I'm trying to approach animal construction method as explained in 'how to approach head construction'. This works well for animals that have muzzles that don't dominate the entire cranial ball - wolf, tiger, dog, bear, etc. However, for horse, donkey, moose, oryx, etc., the method is much harder to employ. Furthermore, the demos for these seem to stray from this method. The horse head demo somewhat follows the method, but the moose/donkey/oryx demos don't. That being said, can I just use whichever approach makes the most sense for me? Or should I really try to follow the steps in 'how to approach head construction', even if the demos stray from them?

0 users agree
6:14 PM, Sunday June 18th 2023

Ultimately everything we're doing throughout this course is learning how to navigate spatial problems, and the techniques we use are less about reproducing a particular structure perfectly, and more about how those steps influence the way in which our brains are rewired through the process.
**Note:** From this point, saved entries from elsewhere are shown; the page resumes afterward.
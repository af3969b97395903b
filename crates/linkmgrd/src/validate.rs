//! Record validation - completeness checks before any OS mutation
//!
//! A deleted record is never validated: an interface being removed must
//! not be blocked by an incomplete configuration. Validation reads only
//! the record; it never consults the interface directory.

use linkmgr_common::error::{LinkMgrError, LinkMgrResult};

use crate::types::{InterfaceRecord, KindParams};

/// One missing-field violation.
#[derive(Debug, Clone, PartialEq, Eq)]
pub struct Violation {
    /// Configuration field that is missing.
    pub field: &'static str,
    /// Human-readable message naming the interface instance.
    pub message: String,
}

/// Returns all missing-field violations for the record.
///
/// Empty for deleted records and for complete ones.
pub fn violations(record: &InterfaceRecord) -> Vec<Violation> {
    if record.deleted {
        return Vec::new();
    }

    let mut found = Vec::new();
    let mut missing = |field: &'static str, empty: bool| {
        if empty {
            found.push(Violation {
                field,
                message: format!(
                    "must configure the {} {} for {}",
                    record.params.kind_name(),
                    field,
                    record.name
                ),
            });
        }
    };

    match &record.params {
        KindParams::L2tpv3(p) => {
            use crate::paths::l2tpv3_fields::*;
            missing(LOCAL_IP, p.local_address.is_empty());
            missing(REMOTE_IP, p.remote_address.is_empty());
            missing(TUNNEL_ID, p.tunnel_id.is_empty());
            missing(PEER_TUNNEL_ID, p.peer_tunnel_id.is_empty());
            missing(SESSION_ID, p.session_id.is_empty());
            missing(PEER_SESSION_ID, p.peer_session_id.is_empty());
        }
        KindParams::Vlan(p) => {
            missing("parent", p.parent.is_empty());
            missing("vlan-id", p.leaf_vlan_id() == 0);
        }
    }

    found
}

/// Validates the record, mapping violations to a configuration error.
pub fn validate(record: &InterfaceRecord) -> LinkMgrResult<()> {
    let found = violations(record);
    match found.first() {
        None => Ok(()),
        Some(first) => Err(LinkMgrError::invalid_config(
            first.field,
            found
                .iter()
                .map(|v| v.message.as_str())
                .collect::<Vec<_>>()
                .join("; "),
        )),
    }
}
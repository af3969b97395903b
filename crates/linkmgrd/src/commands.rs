//! Shell command builders for interface operations

use linkmgr_common::shell::{shellquote, IP_CMD, MODPROBE_CMD};

use crate::modules::KernelModule;
use crate::types::{Encapsulation, L2tpParams, VlanParams};

/// Build VLAN sub-interface creation command
///
/// Creates both 802.1q and Q-in-Q interfaces; the ethertype selects the
/// protocol, the optional QoS maps translate between VLAN header prio and
/// internal packet priority.
pub fn build_add_vlan_cmd(name: &str, params: &VlanParams) -> String {
    let mut cmd = format!(
        "{} link add link {} name {} type vlan",
        IP_CMD,
        shellquote(&params.link_parent()),
        shellquote(name)
    );
    if let Some(proto) = &params.ethertype {
        cmd.push_str(&format!(" proto {}", shellquote(proto)));
    }
    cmd.push_str(&format!(" id {}", params.leaf_vlan_id()));
    if let Some(qos) = &params.egress_qos {
        cmd.push_str(&format!(" egress-qos-map {}", shellquote(qos)));
    }
    if let Some(qos) = &params.ingress_qos {
        cmd.push_str(&format!(" ingress-qos-map {}", shellquote(qos)));
    }
    cmd
}

/// Build link deletion command
pub fn build_del_link_cmd(name: &str) -> String {
    format!("{} link del {}", IP_CMD, shellquote(name))
}

/// Build L2TPv3 tunnel creation command
///
/// UDP encapsulation additionally carries the source/destination ports.
pub fn build_l2tp_add_tunnel_cmd(params: &L2tpParams) -> String {
    let mut cmd = format!(
        "{} l2tp add tunnel tunnel_id {} peer_tunnel_id {} encap {} local {} remote {}",
        IP_CMD,
        shellquote(&params.tunnel_id),
        shellquote(&params.peer_tunnel_id),
        params.encapsulation.as_str(),
        shellquote(&params.local_address),
        shellquote(&params.remote_address)
    );
    if params.encapsulation == Encapsulation::Udp {
        cmd.push_str(&format!(
            " udp_sport {} udp_dport {}",
            params.local_port, params.remote_port
        ));
    }
    cmd
}

/// Build L2TPv3 session creation command
pub fn build_l2tp_add_session_cmd(name: &str, params: &L2tpParams) -> String {
    format!(
        "{} l2tp add session name {} tunnel_id {} session_id {} peer_session_id {}",
        IP_CMD,
        shellquote(name),
        shellquote(&params.tunnel_id),
        shellquote(&params.session_id),
        shellquote(&params.peer_session_id)
    )
}

/// Build L2TPv3 session deletion command
pub fn build_l2tp_del_session_cmd(tunnel_id: &str, session_id: &str) -> String {
    format!(
        "{} l2tp del session tunnel_id {} session_id {}",
        IP_CMD,
        shellquote(tunnel_id),
        shellquote(session_id)
    )
}

/// Build L2TPv3 tunnel deletion command
pub fn build_l2tp_del_tunnel_cmd(tunnel_id: &str) -> String {
    format!("{} l2tp del tunnel tunnel_id {}", IP_CMD, shellquote(tunnel_id))
}

/// Build interface alias command
pub fn build_set_alias_cmd(name: &str, alias: &str) -> String {
    format!(
        "{} link set dev {} alias {}",
        IP_CMD,
        shellquote(name),
        shellquote(alias)
    )
}

/// Build MTU command
pub fn build_set_mtu_cmd(name: &str, mtu: u32) -> String {
    format!("{} link set dev {} mtu {}", IP_CMD, shellquote(name), mtu)
}

/// Build address assignment command
pub fn build_add_addr_cmd(name: &str, cidr: &str) -> String {
    format!(
        "{} addr add {} dev {}",
        IP_CMD,
        shellquote(cidr),
        shellquote(name)
    )
}

/// Build admin state command
pub fn build_set_admin_cmd(name: &str, up: bool) -> String {
    let state = if up { "up" } else { "down" };
    format!("{} link set dev {} {}", IP_CMD, shellquote(name), state)
}

/// Build kernel module load command
pub fn build_modprobe_cmd(module: KernelModule) -> String {
    format!("{} {}", MODPROBE_CMD, module.name())
}

#[cfg(test)]
mod tests {
    use super::*;

    fn vlan_params(name: &str) -> VlanParams {
        VlanParams::from_name(name).unwrap()
    }

    fn tunnel_params() -> L2tpParams {
        L2tpParams {
            tunnel_id: "100".into(),
            peer_tunnel_id: "200".into(),
            session_id: "1".into(),
            peer_session_id: "2".into(),
            local_address: "10.0.0.1".into(),
            remote_address: "10.0.0.2".into(),
            ..L2tpParams::default()
        }
    }

    #[test]
    fn test_build_add_vlan_cmd() {
        let cmd = build_add_vlan_cmd("eth0.10", &vlan_params("eth0.10"));
        assert!(cmd.contains("link add link \"eth0\""));
        assert!(cmd.contains("name \"eth0.10\""));
        assert!(cmd.contains("type vlan id 10"));
        assert!(!cmd.contains("proto"));
    }

    #[test]
    fn test_build_add_vlan_cmd_q_in_q() {
        let cmd = build_add_vlan_cmd("eth0.10.20", &vlan_params("eth0.10.20"));
        assert!(cmd.contains("link add link \"eth0.10\""));
        assert!(cmd.contains("name \"eth0.10.20\""));
        assert!(cmd.contains("id 20"));
    }

    #[test]
    fn test_build_add_vlan_cmd_options() {
        let mut params = vlan_params("eth0.10");
        params.ethertype = Some("802.1ad".into());
        params.ingress_qos = Some("1:4".into());
        params.egress_qos = Some("4:1".into());

        let cmd = build_add_vlan_cmd("eth0.10", &params);
        assert!(cmd.contains("proto \"802.1ad\""));
        assert!(cmd.contains("egress-qos-map \"4:1\""));
        assert!(cmd.contains("ingress-qos-map \"1:4\""));
    }

    #[test]
    fn test_build_del_link_cmd() {
        assert_eq!(build_del_link_cmd("eth0.10"), "/sbin/ip link del \"eth0.10\"");
    }

    #[test]
    fn test_build_l2tp_add_tunnel_cmd_udp() {
        let cmd = build_l2tp_add_tunnel_cmd(&tunnel_params());
        assert!(cmd.contains("l2tp add tunnel tunnel_id \"100\""));
        assert!(cmd.contains("peer_tunnel_id \"200\""));
        assert!(cmd.contains("encap udp"));
        assert!(cmd.contains("local \"10.0.0.1\""));
        assert!(cmd.contains("remote \"10.0.0.2\""));
        assert!(cmd.contains("udp_sport 5000 udp_dport 5000"));
    }

    #[test]
    fn test_build_l2tp_add_tunnel_cmd_ip_has_no_ports() {
        let mut params = tunnel_params();
        params.encapsulation = Encapsulation::Ip;
        let cmd = build_l2tp_add_tunnel_cmd(&params);
        assert!(cmd.contains("encap ip"));
        assert!(!cmd.contains("udp_sport"));
    }

    #[test]
    fn test_build_l2tp_add_session_cmd() {
        let cmd = build_l2tp_add_session_cmd("l2tpeth10", &tunnel_params());
        assert!(cmd.contains("l2tp add session name \"l2tpeth10\""));
        assert!(cmd.contains("tunnel_id \"100\""));
        assert!(cmd.contains("session_id \"1\""));
        assert!(cmd.contains("peer_session_id \"2\""));
    }

    #[test]
    fn test_build_l2tp_del_cmds() {
        let cmd = build_l2tp_del_session_cmd("100", "1");
        assert!(cmd.contains("l2tp del session tunnel_id \"100\" session_id \"1\""));

        let cmd = build_l2tp_del_tunnel_cmd("100");
        assert!(cmd.contains("l2tp del tunnel tunnel_id \"100\""));
    }

    #[test]
    fn test_build_attribute_cmds() {
        assert!(build_set_alias_cmd("eth0.10", "uplink").contains("alias \"uplink\""));
        assert!(build_set_mtu_cmd("eth0.10", 1488).contains("mtu 1488"));
        assert!(build_add_addr_cmd("eth0.10", "10.1.1.1/24")
            .contains("addr add \"10.1.1.1/24\" dev \"eth0.10\""));
        assert!(build_set_admin_cmd("eth0.10", true).ends_with(" up"));
        assert!(build_set_admin_cmd("eth0.10", false).ends_with(" down"));
    }

    #[test]
    fn test_build_modprobe_cmd() {
        assert_eq!(
            build_modprobe_cmd(KernelModule::L2tpEth),
            "/sbin/modprobe l2tp_eth"
        );
    }

    #[test]
    fn test_shellquote_safety() {
        // Dangerous names are neutralized by quoting
        let cmd = build_del_link_cmd("eth0; rm -rf /");
        assert!(cmd.contains("\"eth0; rm -rf /\""));
    }
}
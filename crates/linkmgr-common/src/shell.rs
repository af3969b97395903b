//! Shell command execution utilities for the reconciler.
//!
//! This module provides safe shell command execution with proper quoting
//! to prevent command injection, plus the [`CommandRunner`] capability the
//! applier is parameterized over so tests can substitute a fake.
//!
//! # Example
//!
//! ```ignore
//! use linkmgr_common::shell::{self, IP_CMD, shellquote};
//!
//! let name = "eth0.10";
//! let cmd = format!("{} link del {}", IP_CMD, shellquote(name));
//! let result = shell::exec(&cmd).await?;
//! ```

use async_trait::async_trait;
use once_cell::sync::Lazy;
use regex::Regex;
use std::process::Stdio;
use tokio::process::Command;

use crate::error::{LinkMgrError, LinkMgrResult};

/// Path to the `ip` command for network interface configuration.
pub const IP_CMD: &str = "/sbin/ip";

/// Path to the `modprobe` command for kernel module loading.
pub const MODPROBE_CMD: &str = "/sbin/modprobe";

/// Regex for characters that need escaping in shell double-quotes.
/// Matches: $, `, ", \, and newline
static SHELL_ESCAPE_RE: Lazy<Regex> =
    Lazy::new(|| Regex::new(r#"([$`"\\\n])"#).expect("Invalid regex pattern"));

/// Quotes a string for safe use in shell commands.
///
/// Wraps the string in double quotes and escapes any characters with
/// special meaning inside double quotes:
/// - `$` (variable expansion)
/// - `` ` `` (command substitution)
/// - `"` (quote termination)
/// - `\` (escape character)
/// - newline (command termination)
///
/// # Example
///
/// ```
/// use linkmgr_common::shell::shellquote;
///
/// assert_eq!(shellquote("eth0.10"), "\"eth0.10\"");
/// assert_eq!(shellquote("with$var"), "\"with\\$var\"");
/// ```
pub fn shellquote(s: &str) -> String {
    let escaped = SHELL_ESCAPE_RE.replace_all(s, r"\$1");
    format!("\"{}\"", escaped)
}

/// Result of a shell command execution.
#[derive(Debug, Clone)]
pub struct ExecResult {
    /// The exit code of the command (0 = success).
    pub exit_code: i32,
    /// The combined stdout output.
    pub stdout: String,
    /// The combined stderr output.
    pub stderr: String,
}

impl ExecResult {
    /// Returns true if the command succeeded (exit code 0).
    pub fn success(&self) -> bool {
        self.exit_code == 0
    }

    /// Returns the combined output (stdout + stderr) for error messages.
    pub fn combined_output(&self) -> String {
        if self.stderr.is_empty() {
            self.stdout.clone()
        } else if self.stdout.is_empty() {
            self.stderr.clone()
        } else {
            format!("{}\n{}", self.stdout, self.stderr)
        }
    }
}

/// Executes a shell command asynchronously.
///
/// The command runs through `/bin/sh -c` to support shell features like
/// command chaining.
pub async fn exec(cmd: &str) -> LinkMgrResult<ExecResult> {
    tracing::debug!(command = %cmd, "Executing shell command");

    let output = Command::new("/bin/sh")
        .arg("-c")
        .arg(cmd)
        .stdout(Stdio::piped())
        .stderr(Stdio::piped())
        .output()
        .await
        .map_err(|e| LinkMgrError::ShellExec {
            command: cmd.to_string(),
            source: e,
        })?;

    let exit_code = output.status.code().unwrap_or(-1);
    let stdout = String::from_utf8_lossy(&output.stdout).trim().to_string();
    let stderr = String::from_utf8_lossy(&output.stderr).trim().to_string();

    let result = ExecResult {
        exit_code,
        stdout,
        stderr,
    };

    if result.success() {
        tracing::trace!(command = %cmd, exit_code = exit_code, "Command succeeded");
    } else {
        tracing::warn!(
            command = %cmd,
            exit_code = exit_code,
            stderr = %result.stderr,
            "Command failed"
        );
    }

    Ok(result)
}

/// Executes a shell command and returns an error on non-zero exit.
///
/// # Returns
///
/// * `Ok(String)` - The stdout output on success
/// * `Err(LinkMgrError)` - If the command fails to spawn or returns non-zero
pub async fn exec_or_throw(cmd: &str) -> LinkMgrResult<String> {
    let result = exec(cmd).await?;
    if result.success() {
        Ok(result.stdout)
    } else {
        Err(LinkMgrError::ShellCommandFailed {
            command: cmd.to_string(),
            exit_code: result.exit_code,
            output: result.combined_output(),
        })
    }
}

/// Capability for running one OS-level operation.
///
/// The applier holds a `CommandRunner` rather than calling [`exec_or_throw`]
/// directly, so tests can substitute a recording fake for the real shell.
#[async_trait]
pub trait CommandRunner: Send {
    /// Runs one shell-equivalent operation, returning its stdout on success.
    async fn run(&mut self, cmd: &str) -> LinkMgrResult<String>;
}

/// Production [`CommandRunner`] backed by the real shell.
#[derive(Debug, Default, Clone, Copy)]
pub struct ShellRunner;

#[async_trait]
impl CommandRunner for ShellRunner {
    async fn run(&mut self, cmd: &str) -> LinkMgrResult<String> {
        exec_or_throw(cmd).await
    }
}

#[cfg(test)]
mod tests {
    use super::*;

    #[test]
    fn test_shellquote_simple() {
        assert_eq!(shellquote("simple"), "\"simple\"");
        assert_eq!(shellquote("eth0.10"), "\"eth0.10\"");
        assert_eq!(shellquote("1488"), "\"1488\"");
    }

    #[test]
    fn test_shellquote_special_chars() {
        // Dollar sign (variable expansion)
        assert_eq!(shellquote("$HOME"), "\"\\$HOME\"");

        // Backtick (command substitution)
        assert_eq!(shellquote("`whoami`"), "\"\\`whoami\\`\"");

        // Double quote
        assert_eq!(shellquote("say \"hello\""), "\"say \\\"hello\\\"\"");

        // Backslash
        assert_eq!(shellquote("path\\to"), "\"path\\\\to\"");
    }

    #[test]
    fn test_shellquote_empty() {
        assert_eq!(shellquote(""), "\"\"");
    }

    #[test]
    fn test_exec_result_success() {
        let result = ExecResult {
            exit_code: 0,
            stdout: "output".to_string(),
            stderr: "".to_string(),
        };
        assert!(result.success());
        assert_eq!(result.combined_output(), "output");
    }

    #[test]
    fn test_exec_result_failure() {
        let result = ExecResult {
            exit_code: 1,
            stdout: "".to_string(),
            stderr: "error message".to_string(),
        };
        assert!(!result.success());
        assert_eq!(result.combined_output(), "error message");
    }

    #[test]
    fn test_exec_result_combined() {
        let result = ExecResult {
            exit_code: 0,
            stdout: "stdout".to_string(),
            stderr: "stderr".to_string(),
        };
        assert_eq!(result.combined_output(), "stdout\nstderr");
    }

    #[tokio::test]
    async fn test_exec_echo() {
        let result = exec("echo hello").await.unwrap();
        assert!(result.success());
        assert_eq!(result.stdout, "hello");
    }

    #[tokio::test]
    async fn test_exec_failure() {
        let result = exec("exit 42").await.unwrap();
        assert!(!result.success());
        assert_eq!(result.exit_code, 42);
    }

    #[tokio::test]
    async fn test_exec_or_throw_failure() {
        let result = exec_or_throw("exit 1").await;
        match result {
            Err(LinkMgrError::ShellCommandFailed { exit_code, .. }) => {
                assert_eq!(exit_code, 1);
            }
            _ => panic!("Expected ShellCommandFailed error"),
        }
    }

    #[tokio::test]
    async fn test_shell_runner() {
        let mut runner = ShellRunner;
        let out = runner.run("echo runner").await.unwrap();
        assert_eq!(out, "runner");
    }
}
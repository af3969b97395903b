//! Error types for reconciler operations.
//!
//! This module defines the error types used throughout the linkmgr crates.
//! All errors implement `std::error::Error` via `thiserror`.
//!
//! Three error families surface to the top of a reconciliation run and
//! terminate it: configuration errors ([`LinkMgrError::InvalidConfig`]),
//! prerequisite errors ([`LinkMgrError::Prerequisite`]) and operation
//! errors ([`LinkMgrError::ShellCommandFailed`]). None are caught and
//! converted into a degraded-but-running mode; a failed run is expected to
//! be re-invoked wholesale once the root cause is fixed.

use std::io;
use thiserror::Error;

/// Result type alias for reconciler operations.
pub type LinkMgrResult<T> = Result<T, LinkMgrError>;

/// Errors that can occur during a reconciliation run.
#[derive(Debug, Error)]
pub enum LinkMgrError {
    /// Failed to execute a shell command (spawn error).
    #[error("Failed to execute shell command '{command}': {source}")]
    ShellExec {
        /// The command that failed to execute.
        command: String,
        /// The underlying IO error.
        #[source]
        source: io::Error,
    },

    /// Shell command returned non-zero exit code.
    #[error("Shell command failed: '{command}' (exit code {exit_code}): {output}")]
    ShellCommandFailed {
        /// The command that failed.
        command: String,
        /// The exit code.
        exit_code: i32,
        /// Combined stdout/stderr output.
        output: String,
    },

    /// Desired configuration is incomplete or inconsistent.
    #[error("Invalid configuration for {field}: {message}")]
    InvalidConfig {
        /// The configuration field that failed validation.
        field: String,
        /// Error message.
        message: String,
    },

    /// A required kernel facility could not be made available.
    #[error("Failed to provide kernel module {module}: {message}")]
    Prerequisite {
        /// The kernel module name.
        module: String,
        /// Error message.
        message: String,
    },

    /// The OS interface directory backing is unavailable.
    #[error("Interface directory '{path}' unavailable: {source}")]
    NetDirUnavailable {
        /// The directory path that could not be read.
        path: String,
        /// The underlying IO error.
        #[source]
        source: io::Error,
    },
}

impl LinkMgrError {
    /// Creates an invalid configuration error.
    pub fn invalid_config(field: impl Into<String>, message: impl Into<String>) -> Self {
        Self::InvalidConfig {
            field: field.into(),
            message: message.into(),
        }
    }

    /// Creates a prerequisite error.
    pub fn prerequisite(module: impl Into<String>, message: impl Into<String>) -> Self {
        Self::Prerequisite {
            module: module.into(),
            message: message.into(),
        }
    }

    /// Returns true if the error was raised before any OS mutation,
    /// i.e. the run aborted while the system state was still untouched.
    pub fn is_pre_mutation(&self) -> bool {
        matches!(self, LinkMgrError::InvalidConfig { .. })
    }
}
This demo is indeed the kind of approach you'll want to use regardless of the variation in the head structure, simply because it helps develop that understanding of spatial reasoning more effectively. This is an approach we've worked up to gradually, so older demos don't reflect it as well as they could - but that's something that will gradually be addressed as we continue overhauling the video/demo content.

In the meantime, this demonstration of the same approach being employed on a particularly irregular rhino head structure shows how it can be applied regardless of significant variations in the structure. It's all about building up structures one new form at a time, and making use of intermediary steps along the way.

12:47 PM, Monday June 19th 2023

Thank you for the information!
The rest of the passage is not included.